◆ **TASK STATEMENT**:
Take the line that contains "assert_eq!(row, 1);" and every line after it in the material below, and quote them exactly.

------ RECORDS

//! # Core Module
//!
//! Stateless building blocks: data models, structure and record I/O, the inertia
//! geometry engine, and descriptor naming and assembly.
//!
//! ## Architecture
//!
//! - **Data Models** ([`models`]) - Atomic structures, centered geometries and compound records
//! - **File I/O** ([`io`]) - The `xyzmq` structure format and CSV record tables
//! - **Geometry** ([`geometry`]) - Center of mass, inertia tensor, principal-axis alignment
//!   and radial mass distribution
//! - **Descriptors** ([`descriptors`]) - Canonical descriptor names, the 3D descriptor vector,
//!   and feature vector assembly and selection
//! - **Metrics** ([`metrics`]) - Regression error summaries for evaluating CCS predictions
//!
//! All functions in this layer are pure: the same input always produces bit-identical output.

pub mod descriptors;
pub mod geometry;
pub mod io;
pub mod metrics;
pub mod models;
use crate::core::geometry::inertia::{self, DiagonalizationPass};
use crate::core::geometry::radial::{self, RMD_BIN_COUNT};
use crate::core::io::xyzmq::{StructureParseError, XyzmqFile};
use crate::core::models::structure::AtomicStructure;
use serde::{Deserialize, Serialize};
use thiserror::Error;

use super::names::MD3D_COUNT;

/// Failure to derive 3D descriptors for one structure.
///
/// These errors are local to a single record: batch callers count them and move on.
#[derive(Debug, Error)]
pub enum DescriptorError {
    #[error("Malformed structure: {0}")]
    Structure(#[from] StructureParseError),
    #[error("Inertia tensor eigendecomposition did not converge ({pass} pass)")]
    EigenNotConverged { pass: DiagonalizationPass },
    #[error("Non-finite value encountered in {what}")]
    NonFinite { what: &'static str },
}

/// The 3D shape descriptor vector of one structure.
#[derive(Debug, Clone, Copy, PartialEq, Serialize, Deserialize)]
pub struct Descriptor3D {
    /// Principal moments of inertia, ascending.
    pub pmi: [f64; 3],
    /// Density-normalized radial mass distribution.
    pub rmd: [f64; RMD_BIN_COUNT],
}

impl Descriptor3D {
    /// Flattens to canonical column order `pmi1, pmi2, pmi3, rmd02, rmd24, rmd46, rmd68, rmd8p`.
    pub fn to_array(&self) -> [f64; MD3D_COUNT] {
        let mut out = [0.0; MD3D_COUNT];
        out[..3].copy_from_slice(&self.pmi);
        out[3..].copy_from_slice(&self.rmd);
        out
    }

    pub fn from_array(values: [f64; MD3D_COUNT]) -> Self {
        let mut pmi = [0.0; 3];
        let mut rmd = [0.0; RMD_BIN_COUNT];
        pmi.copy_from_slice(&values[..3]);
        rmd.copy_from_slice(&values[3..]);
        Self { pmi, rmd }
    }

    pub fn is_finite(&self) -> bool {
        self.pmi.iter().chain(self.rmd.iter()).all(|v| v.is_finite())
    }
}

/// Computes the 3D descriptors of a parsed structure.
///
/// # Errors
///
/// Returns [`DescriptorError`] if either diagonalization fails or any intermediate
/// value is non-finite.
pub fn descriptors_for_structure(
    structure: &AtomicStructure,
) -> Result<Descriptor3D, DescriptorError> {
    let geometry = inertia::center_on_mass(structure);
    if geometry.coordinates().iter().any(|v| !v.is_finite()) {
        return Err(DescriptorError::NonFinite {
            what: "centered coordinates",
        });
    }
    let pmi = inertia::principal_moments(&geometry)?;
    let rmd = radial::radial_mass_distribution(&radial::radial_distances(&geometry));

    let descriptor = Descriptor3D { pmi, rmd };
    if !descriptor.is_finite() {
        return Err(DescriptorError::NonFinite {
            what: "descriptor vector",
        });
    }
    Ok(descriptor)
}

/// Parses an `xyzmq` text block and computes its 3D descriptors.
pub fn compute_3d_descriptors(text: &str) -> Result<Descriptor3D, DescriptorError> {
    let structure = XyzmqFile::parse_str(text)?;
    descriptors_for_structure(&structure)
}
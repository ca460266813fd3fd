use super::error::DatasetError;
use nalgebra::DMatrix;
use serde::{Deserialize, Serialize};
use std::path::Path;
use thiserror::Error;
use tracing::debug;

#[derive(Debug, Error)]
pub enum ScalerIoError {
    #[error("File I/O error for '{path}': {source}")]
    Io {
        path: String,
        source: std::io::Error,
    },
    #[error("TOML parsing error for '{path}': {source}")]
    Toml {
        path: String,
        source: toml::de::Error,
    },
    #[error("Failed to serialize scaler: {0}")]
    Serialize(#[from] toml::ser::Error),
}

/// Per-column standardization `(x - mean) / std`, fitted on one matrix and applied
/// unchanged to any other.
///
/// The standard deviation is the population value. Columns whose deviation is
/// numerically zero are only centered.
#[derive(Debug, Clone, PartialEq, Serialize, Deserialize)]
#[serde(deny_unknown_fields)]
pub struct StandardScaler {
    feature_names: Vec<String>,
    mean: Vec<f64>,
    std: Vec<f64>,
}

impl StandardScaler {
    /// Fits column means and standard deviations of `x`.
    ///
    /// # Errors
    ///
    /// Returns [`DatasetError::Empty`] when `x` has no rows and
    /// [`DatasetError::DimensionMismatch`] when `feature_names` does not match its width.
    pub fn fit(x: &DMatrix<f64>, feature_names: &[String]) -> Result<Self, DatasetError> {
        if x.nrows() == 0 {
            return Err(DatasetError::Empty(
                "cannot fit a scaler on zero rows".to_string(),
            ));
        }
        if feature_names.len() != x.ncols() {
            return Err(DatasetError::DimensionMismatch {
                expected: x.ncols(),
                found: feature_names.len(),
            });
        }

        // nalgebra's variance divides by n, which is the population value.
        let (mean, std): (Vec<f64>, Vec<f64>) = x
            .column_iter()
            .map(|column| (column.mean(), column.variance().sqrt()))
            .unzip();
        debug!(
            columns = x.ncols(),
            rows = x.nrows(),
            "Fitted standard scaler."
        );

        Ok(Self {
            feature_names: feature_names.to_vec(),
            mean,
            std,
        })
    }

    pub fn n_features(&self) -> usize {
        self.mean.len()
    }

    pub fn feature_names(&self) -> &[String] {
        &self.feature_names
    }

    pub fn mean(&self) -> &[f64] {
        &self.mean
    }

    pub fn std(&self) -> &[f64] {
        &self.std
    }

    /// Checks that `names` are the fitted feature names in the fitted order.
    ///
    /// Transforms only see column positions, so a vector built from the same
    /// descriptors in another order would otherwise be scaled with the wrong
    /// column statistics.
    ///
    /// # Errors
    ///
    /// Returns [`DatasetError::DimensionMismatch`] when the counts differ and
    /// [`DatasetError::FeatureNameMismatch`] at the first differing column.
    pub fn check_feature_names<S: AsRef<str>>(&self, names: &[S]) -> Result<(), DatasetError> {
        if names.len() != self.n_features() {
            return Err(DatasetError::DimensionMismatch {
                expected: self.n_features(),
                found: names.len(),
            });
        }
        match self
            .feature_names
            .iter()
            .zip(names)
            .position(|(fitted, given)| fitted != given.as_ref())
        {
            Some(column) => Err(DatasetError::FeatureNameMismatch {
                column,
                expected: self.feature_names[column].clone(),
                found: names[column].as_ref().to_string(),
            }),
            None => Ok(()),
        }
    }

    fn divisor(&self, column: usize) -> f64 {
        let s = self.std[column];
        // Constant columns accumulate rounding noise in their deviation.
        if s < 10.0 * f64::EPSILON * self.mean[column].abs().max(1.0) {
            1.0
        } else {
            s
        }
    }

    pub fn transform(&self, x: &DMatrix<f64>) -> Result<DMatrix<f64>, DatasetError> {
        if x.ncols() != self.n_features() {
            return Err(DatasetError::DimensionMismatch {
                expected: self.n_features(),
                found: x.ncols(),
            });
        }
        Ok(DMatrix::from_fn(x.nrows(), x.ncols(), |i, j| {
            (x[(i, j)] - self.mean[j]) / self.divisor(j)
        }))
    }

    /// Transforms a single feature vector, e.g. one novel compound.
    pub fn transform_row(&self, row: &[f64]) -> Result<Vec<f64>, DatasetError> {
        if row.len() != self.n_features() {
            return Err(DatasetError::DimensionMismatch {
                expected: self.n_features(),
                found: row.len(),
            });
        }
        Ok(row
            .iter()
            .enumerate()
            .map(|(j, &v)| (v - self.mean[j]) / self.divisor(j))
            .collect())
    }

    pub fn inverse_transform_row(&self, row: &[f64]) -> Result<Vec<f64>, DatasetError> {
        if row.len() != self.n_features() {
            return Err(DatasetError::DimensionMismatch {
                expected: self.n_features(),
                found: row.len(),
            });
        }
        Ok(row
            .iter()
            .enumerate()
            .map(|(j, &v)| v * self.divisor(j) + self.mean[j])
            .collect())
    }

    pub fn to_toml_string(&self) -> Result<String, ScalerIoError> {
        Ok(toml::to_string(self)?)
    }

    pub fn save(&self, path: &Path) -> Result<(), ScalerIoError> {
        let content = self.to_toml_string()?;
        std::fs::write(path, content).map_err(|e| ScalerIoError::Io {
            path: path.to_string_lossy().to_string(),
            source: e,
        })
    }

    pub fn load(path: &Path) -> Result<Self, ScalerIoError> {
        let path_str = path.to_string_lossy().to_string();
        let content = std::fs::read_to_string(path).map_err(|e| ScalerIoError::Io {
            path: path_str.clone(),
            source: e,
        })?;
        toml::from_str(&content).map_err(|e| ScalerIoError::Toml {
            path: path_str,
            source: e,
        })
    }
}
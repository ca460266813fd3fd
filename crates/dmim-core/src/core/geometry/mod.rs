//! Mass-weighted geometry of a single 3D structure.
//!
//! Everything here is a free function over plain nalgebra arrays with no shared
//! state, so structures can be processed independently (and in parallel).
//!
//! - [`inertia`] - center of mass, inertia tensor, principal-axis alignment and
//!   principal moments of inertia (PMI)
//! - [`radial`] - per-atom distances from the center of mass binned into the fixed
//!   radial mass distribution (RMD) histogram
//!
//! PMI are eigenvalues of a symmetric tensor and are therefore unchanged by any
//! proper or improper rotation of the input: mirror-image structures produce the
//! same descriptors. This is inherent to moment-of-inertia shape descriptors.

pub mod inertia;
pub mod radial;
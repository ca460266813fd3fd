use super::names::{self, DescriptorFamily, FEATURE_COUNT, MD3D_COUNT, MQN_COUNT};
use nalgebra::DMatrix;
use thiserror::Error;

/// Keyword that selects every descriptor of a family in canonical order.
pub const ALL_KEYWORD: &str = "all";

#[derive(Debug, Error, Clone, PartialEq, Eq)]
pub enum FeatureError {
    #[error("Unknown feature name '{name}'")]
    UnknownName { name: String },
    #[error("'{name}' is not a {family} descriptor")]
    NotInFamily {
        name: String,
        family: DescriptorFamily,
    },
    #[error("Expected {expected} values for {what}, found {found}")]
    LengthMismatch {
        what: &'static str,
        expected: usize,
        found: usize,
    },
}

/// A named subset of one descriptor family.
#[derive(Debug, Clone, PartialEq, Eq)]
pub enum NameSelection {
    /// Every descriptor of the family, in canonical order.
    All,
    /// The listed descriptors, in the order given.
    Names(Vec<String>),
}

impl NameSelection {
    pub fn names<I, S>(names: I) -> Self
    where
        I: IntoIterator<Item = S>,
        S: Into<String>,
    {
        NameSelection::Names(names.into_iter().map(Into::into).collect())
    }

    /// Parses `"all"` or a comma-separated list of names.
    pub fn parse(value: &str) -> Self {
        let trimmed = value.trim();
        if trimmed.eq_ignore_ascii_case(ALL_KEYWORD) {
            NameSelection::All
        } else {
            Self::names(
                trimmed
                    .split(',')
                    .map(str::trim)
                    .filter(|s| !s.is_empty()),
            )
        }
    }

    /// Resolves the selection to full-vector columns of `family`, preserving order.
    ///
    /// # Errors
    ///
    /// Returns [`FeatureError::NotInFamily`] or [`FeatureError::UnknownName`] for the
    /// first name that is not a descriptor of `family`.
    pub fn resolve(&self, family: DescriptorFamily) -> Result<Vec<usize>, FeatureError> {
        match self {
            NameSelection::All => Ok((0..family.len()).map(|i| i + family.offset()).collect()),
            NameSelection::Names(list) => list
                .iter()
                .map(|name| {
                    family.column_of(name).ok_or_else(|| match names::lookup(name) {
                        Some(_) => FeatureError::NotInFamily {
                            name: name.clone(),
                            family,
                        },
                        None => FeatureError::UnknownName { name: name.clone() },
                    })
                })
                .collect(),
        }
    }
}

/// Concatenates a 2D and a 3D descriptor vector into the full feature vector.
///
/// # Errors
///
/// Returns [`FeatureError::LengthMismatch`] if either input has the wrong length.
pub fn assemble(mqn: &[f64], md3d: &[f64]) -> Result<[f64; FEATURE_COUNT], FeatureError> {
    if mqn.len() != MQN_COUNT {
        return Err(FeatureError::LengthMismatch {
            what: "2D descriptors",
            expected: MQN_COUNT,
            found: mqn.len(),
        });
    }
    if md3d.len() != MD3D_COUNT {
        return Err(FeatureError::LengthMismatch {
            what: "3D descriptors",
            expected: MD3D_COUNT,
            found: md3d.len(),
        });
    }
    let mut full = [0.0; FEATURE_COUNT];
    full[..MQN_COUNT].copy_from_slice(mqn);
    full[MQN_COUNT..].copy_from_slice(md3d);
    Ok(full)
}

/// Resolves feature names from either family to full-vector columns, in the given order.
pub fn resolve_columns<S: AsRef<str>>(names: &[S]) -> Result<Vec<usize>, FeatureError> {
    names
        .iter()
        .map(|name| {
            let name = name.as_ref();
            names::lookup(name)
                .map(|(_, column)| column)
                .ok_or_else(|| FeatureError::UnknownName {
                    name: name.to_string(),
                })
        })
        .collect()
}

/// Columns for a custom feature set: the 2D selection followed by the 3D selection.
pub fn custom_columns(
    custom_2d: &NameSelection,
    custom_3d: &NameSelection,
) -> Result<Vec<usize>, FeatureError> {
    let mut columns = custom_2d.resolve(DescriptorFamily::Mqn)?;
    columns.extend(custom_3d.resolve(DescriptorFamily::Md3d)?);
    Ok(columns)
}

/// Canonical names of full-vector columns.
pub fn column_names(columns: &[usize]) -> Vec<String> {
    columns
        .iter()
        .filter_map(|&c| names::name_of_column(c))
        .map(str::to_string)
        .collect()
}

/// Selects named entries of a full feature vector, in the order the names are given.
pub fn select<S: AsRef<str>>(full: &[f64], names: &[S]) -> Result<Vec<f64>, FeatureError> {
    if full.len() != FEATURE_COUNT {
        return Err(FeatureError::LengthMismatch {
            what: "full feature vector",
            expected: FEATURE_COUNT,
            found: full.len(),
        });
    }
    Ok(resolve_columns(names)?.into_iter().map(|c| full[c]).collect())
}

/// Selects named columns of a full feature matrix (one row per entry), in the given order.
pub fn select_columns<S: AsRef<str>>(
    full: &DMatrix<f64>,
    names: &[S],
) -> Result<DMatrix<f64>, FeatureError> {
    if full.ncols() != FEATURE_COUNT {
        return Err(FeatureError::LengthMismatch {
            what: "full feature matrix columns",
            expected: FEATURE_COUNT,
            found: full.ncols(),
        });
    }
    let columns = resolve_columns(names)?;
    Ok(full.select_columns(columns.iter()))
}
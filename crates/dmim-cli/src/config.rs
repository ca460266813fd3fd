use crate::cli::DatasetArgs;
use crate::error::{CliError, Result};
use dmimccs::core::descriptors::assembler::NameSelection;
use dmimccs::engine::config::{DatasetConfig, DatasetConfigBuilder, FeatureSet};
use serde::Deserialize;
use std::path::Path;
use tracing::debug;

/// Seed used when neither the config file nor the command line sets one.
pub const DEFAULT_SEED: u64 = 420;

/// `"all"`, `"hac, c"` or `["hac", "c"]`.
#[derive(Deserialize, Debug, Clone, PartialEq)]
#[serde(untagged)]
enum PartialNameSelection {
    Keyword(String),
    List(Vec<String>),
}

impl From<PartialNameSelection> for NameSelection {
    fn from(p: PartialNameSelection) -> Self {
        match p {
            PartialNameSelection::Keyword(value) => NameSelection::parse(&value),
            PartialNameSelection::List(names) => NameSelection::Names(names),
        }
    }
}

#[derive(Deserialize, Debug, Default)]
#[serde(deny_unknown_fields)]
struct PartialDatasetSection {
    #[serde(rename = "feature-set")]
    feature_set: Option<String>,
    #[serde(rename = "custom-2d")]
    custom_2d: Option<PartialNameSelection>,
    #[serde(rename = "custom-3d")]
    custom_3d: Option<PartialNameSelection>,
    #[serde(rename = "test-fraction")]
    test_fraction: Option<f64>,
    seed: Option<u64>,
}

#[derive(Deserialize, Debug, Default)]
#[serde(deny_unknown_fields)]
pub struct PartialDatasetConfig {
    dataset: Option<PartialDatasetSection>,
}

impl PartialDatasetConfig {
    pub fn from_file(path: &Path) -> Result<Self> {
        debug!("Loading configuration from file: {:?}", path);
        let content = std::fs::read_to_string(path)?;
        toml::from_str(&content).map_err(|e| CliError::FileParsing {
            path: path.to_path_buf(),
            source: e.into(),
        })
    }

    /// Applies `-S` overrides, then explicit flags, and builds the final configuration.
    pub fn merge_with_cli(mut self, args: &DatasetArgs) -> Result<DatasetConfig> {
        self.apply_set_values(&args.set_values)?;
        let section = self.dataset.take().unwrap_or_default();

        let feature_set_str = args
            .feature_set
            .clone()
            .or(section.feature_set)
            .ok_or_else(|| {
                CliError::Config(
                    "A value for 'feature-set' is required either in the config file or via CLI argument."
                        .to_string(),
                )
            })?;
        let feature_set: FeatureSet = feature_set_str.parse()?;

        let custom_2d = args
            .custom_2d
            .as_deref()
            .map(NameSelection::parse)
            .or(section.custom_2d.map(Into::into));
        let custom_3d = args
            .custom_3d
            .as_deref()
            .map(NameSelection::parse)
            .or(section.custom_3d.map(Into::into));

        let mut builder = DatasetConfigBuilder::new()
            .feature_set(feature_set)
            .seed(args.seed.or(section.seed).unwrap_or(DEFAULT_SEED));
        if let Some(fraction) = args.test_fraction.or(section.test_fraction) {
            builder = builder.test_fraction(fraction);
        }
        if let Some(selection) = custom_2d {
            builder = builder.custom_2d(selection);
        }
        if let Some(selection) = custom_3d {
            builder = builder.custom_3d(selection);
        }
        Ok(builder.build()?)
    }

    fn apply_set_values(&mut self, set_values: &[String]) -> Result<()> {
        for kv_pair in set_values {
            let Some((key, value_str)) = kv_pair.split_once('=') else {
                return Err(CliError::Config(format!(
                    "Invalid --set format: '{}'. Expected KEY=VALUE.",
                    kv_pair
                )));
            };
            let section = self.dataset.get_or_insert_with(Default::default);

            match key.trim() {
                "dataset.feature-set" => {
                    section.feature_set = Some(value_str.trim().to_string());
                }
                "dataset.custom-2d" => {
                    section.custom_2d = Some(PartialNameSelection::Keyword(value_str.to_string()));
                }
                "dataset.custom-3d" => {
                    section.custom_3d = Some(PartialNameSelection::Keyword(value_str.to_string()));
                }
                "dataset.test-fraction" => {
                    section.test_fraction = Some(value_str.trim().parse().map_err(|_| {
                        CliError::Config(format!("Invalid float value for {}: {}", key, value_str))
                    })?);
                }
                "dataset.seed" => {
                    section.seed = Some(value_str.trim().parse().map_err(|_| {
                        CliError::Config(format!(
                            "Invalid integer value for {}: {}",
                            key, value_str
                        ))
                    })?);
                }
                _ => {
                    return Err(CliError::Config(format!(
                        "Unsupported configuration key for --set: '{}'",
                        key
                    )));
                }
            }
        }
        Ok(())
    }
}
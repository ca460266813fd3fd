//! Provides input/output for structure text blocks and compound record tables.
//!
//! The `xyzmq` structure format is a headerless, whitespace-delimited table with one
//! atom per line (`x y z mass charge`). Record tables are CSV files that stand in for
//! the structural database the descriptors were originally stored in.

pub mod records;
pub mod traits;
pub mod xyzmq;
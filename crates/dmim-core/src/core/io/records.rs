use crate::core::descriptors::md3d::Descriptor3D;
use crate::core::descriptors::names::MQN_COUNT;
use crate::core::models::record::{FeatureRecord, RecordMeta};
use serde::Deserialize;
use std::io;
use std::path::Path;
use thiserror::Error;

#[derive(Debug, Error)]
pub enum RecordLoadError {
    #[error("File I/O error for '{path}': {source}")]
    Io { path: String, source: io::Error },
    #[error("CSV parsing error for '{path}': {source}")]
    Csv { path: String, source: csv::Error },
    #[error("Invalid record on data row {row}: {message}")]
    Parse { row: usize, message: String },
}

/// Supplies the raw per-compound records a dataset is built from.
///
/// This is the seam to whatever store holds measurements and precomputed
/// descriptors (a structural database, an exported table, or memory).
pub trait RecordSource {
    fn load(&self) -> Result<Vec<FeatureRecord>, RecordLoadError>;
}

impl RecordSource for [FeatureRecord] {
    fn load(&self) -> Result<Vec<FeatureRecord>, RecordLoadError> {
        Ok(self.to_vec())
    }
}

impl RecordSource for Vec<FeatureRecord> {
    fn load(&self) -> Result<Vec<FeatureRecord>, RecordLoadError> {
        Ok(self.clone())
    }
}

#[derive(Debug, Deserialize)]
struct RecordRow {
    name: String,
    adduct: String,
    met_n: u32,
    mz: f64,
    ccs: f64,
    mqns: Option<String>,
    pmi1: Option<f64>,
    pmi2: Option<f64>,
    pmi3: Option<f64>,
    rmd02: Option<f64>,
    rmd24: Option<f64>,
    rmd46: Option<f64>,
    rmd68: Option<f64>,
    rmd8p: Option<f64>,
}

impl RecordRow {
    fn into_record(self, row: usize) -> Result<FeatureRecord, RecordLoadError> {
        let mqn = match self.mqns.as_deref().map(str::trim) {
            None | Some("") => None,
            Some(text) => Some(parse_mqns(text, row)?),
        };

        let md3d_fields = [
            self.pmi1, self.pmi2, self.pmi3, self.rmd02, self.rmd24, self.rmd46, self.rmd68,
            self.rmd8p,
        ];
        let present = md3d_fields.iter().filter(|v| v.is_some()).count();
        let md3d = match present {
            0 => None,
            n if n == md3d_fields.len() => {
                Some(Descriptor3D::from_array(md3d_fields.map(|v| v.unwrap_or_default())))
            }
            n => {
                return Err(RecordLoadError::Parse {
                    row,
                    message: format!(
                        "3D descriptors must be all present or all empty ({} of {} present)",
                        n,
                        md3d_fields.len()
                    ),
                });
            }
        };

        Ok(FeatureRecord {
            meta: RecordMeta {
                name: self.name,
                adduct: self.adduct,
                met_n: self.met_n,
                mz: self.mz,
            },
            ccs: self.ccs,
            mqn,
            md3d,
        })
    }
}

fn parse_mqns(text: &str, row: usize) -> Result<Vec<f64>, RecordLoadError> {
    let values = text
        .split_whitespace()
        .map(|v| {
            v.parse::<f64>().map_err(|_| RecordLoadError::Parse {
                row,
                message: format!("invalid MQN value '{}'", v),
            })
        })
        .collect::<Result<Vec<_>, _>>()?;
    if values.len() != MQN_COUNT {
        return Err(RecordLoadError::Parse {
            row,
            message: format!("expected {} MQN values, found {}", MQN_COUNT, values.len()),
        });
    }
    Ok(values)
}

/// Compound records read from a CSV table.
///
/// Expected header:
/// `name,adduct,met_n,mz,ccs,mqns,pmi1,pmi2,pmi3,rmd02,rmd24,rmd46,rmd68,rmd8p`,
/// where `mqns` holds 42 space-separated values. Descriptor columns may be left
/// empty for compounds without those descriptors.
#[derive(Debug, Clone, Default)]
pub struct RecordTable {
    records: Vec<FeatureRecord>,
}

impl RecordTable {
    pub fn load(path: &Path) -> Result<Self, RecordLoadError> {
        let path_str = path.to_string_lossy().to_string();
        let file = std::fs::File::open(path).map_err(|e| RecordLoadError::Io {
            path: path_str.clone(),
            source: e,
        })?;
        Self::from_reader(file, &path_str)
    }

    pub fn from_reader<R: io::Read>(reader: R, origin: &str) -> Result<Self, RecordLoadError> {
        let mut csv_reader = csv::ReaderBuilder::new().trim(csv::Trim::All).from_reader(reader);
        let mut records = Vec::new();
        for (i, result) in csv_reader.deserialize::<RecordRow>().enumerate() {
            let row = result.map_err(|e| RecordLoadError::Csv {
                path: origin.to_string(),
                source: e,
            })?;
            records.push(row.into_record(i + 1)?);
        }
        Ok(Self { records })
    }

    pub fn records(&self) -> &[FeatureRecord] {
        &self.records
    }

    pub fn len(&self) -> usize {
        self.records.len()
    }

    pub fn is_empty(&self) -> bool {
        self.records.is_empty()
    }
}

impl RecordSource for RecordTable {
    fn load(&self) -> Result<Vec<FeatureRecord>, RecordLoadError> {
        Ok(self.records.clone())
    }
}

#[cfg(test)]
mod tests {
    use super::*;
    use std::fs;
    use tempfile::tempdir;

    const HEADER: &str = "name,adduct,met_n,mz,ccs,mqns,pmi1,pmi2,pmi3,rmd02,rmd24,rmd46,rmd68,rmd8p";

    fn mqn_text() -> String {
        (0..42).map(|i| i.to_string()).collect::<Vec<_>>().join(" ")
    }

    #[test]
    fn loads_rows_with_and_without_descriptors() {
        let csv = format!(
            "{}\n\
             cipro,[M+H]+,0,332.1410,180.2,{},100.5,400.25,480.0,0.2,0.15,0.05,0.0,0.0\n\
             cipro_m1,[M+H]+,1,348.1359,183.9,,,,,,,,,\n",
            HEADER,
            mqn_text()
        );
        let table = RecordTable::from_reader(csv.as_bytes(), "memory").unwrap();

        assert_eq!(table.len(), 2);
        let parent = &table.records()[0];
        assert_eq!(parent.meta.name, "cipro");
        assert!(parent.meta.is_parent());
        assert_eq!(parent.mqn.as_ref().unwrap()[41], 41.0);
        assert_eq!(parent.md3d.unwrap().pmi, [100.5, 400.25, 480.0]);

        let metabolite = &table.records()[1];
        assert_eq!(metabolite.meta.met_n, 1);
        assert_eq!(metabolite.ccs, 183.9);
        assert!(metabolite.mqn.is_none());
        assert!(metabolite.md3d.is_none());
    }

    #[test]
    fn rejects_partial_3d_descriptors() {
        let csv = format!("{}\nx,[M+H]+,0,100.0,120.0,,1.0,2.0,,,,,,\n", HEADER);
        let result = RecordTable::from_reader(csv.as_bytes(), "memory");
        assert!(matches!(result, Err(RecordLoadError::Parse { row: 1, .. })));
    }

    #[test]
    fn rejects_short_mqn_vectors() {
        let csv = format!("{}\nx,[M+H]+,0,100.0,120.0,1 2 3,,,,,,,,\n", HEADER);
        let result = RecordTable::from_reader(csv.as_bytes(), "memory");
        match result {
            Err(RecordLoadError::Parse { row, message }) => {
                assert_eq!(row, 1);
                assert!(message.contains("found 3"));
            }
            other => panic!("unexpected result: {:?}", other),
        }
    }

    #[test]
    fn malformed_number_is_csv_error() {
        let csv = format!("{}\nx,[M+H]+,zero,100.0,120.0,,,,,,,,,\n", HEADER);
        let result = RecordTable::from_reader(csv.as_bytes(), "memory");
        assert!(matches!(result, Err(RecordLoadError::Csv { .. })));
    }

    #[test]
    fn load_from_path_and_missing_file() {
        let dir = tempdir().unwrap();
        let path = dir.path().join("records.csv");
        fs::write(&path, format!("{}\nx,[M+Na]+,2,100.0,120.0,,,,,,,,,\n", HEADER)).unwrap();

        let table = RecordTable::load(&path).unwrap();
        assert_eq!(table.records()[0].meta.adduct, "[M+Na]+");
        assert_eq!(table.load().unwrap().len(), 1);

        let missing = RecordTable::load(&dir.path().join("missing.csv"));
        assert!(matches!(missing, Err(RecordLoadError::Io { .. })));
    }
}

------------

◆ **ANSWER TO THE PROBLEM**:
                assert_eq!(row, 1);
                assert!(message.contains("found 3"));
            }
            other => panic!("unexpected result: {:?}", other),
        }
    }

    #[test]
    fn malformed_number_is_csv_error() {
        let csv = format!("{}\nx,[M+H]+,zero,100.0,120.0,,,,,,,,,\n", HEADER);
        let result = RecordTable::from_reader(csv.as_bytes(), "memory");
        assert!(matches!(result, Err(RecordLoadError::Csv { .. })));
    }

    #[test]
    fn load_from_path_and_missing_file() {
        let dir = tempdir().unwrap();
        let path = dir.path().join("records.csv");
        fs::write(&path, format!("{}\nx,[M+Na]+,2,100.0,120.0,,,,,,,,,\n", HEADER)).unwrap();

        let table = RecordTable::load(&path).unwrap();
        assert_eq!(table.records()[0].meta.adduct, "[M+Na]+");
        assert_eq!(table.load().unwrap().len(), 1);

        let missing = RecordTable::load(&dir.path().join("missing.csv"));
        assert!(matches!(missing, Err(RecordLoadError::Io { .. })));
    }
}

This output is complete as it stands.